[Exercise goal]: Filter the entries beneath this task, copying only the lines that hold the word "enum".

[Records supplied]:
....................
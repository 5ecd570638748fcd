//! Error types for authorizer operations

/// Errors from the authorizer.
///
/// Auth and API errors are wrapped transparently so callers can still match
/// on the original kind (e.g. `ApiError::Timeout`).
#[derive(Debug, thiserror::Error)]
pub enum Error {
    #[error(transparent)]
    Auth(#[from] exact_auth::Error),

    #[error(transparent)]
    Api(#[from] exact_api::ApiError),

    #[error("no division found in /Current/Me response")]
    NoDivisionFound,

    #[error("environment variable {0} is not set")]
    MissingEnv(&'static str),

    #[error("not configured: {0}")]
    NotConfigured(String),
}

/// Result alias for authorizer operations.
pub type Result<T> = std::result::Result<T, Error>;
....................
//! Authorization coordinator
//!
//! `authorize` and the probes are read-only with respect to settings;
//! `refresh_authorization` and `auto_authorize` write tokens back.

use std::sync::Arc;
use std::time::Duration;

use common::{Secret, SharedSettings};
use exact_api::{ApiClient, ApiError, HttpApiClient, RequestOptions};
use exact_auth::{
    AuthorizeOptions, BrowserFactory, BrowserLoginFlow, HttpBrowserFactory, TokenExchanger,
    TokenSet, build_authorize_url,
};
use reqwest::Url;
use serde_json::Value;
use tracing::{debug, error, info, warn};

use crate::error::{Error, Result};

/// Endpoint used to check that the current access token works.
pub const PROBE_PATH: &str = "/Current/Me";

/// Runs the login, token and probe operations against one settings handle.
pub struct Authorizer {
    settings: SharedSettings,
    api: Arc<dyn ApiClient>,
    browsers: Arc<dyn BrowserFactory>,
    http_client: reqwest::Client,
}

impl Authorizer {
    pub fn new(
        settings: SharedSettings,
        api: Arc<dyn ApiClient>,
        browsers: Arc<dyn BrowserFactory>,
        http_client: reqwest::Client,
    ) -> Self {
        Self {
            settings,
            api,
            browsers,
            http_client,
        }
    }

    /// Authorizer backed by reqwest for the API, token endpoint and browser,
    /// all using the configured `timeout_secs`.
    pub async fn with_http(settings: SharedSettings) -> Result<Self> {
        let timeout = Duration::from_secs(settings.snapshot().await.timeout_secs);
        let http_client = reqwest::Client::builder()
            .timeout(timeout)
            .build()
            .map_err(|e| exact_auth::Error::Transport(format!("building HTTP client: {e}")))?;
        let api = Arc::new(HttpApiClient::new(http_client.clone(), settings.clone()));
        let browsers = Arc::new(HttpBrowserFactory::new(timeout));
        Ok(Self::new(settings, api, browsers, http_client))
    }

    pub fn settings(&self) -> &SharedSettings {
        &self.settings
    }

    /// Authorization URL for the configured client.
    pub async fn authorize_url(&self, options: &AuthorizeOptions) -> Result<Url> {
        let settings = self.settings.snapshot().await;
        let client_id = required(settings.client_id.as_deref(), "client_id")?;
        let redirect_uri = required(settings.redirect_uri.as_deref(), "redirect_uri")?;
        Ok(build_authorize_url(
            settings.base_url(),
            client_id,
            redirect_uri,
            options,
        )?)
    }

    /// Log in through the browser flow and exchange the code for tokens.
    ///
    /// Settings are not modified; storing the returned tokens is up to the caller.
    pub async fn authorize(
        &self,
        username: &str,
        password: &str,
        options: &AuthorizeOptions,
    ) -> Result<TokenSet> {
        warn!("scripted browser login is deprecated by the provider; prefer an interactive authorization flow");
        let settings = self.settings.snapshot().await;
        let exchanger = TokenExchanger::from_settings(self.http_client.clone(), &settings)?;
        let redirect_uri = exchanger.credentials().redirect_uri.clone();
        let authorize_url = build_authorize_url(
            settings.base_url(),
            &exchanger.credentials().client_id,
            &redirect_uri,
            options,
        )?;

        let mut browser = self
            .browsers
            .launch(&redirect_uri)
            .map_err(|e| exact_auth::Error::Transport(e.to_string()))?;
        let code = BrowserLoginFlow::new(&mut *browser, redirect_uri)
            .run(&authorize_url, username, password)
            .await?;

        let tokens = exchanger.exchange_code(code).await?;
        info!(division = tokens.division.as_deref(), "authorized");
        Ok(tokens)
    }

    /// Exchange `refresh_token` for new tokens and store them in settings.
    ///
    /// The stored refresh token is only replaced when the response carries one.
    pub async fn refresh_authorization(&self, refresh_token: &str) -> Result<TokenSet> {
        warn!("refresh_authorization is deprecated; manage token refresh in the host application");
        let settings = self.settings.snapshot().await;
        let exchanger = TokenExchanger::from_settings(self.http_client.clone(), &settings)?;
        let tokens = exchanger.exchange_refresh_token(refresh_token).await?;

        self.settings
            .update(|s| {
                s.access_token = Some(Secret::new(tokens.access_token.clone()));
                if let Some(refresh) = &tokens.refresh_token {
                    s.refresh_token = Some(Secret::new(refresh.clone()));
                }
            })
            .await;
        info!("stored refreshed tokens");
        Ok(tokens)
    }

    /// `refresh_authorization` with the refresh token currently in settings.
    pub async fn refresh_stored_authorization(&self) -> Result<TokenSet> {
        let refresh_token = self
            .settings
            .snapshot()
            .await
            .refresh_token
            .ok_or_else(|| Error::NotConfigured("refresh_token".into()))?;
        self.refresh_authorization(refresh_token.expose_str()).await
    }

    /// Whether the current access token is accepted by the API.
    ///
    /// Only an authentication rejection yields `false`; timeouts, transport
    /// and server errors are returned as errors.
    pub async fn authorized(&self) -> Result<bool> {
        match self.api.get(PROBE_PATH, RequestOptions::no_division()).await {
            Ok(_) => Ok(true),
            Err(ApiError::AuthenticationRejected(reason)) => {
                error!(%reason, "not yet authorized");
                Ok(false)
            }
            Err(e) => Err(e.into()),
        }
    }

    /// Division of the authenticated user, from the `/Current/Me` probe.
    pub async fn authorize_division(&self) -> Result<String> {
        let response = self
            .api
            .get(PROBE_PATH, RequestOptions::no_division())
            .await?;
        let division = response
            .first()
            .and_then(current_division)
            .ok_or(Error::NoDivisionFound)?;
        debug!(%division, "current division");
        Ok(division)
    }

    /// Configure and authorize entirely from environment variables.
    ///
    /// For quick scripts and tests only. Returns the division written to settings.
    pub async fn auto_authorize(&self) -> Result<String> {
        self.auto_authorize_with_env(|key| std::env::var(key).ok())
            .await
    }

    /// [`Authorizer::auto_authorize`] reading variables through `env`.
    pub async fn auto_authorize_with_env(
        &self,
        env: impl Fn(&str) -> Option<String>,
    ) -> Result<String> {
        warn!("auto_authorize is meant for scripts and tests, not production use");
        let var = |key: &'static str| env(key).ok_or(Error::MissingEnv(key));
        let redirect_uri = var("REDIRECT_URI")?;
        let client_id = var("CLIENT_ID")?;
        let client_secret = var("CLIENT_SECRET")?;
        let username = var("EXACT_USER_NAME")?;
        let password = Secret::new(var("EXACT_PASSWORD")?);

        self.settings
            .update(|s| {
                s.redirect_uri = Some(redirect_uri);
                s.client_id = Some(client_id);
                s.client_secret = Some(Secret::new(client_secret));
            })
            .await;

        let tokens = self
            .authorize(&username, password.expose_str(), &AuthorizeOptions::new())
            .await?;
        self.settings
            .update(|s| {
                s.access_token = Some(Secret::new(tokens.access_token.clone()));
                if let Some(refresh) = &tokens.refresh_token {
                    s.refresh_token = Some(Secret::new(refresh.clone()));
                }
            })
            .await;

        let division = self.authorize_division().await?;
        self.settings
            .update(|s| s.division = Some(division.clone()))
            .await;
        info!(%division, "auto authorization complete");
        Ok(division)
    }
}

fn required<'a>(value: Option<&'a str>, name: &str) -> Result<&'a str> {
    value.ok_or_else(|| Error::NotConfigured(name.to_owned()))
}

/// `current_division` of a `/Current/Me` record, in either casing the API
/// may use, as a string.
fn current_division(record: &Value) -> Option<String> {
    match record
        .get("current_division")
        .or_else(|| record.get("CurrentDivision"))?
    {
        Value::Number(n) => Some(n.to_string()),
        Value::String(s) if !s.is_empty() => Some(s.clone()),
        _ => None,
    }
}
....................
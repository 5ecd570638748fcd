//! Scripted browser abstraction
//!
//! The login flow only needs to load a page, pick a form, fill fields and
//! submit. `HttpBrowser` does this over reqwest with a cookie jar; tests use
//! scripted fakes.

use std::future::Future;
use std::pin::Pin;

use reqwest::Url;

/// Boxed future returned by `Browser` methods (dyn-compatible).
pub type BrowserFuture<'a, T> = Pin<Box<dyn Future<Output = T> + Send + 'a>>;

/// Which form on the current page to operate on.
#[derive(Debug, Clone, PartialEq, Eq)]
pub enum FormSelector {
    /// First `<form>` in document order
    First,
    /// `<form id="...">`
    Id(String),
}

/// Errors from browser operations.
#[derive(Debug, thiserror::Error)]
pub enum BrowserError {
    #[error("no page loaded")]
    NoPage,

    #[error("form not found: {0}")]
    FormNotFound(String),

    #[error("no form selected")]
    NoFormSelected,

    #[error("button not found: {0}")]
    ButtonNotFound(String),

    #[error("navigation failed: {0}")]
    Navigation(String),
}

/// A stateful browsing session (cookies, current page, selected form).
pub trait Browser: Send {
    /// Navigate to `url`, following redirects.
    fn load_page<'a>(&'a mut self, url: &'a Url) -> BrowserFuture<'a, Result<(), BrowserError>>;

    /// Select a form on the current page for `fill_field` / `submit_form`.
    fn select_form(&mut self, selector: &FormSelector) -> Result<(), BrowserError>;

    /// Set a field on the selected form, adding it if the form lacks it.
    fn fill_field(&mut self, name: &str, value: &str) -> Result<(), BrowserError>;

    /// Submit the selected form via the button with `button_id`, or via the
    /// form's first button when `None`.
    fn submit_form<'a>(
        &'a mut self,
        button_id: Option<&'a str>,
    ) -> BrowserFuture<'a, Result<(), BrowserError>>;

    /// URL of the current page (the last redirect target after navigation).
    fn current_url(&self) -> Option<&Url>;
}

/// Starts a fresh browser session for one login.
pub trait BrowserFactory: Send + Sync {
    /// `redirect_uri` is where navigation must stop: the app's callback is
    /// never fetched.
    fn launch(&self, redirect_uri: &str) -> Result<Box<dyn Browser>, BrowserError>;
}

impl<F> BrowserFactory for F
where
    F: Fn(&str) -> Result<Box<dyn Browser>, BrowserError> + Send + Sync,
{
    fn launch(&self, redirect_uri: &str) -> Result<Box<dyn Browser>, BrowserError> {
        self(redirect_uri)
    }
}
....................
[Exercise response]:
pub enum Error {
pub enum FormSelector {
pub enum BrowserError {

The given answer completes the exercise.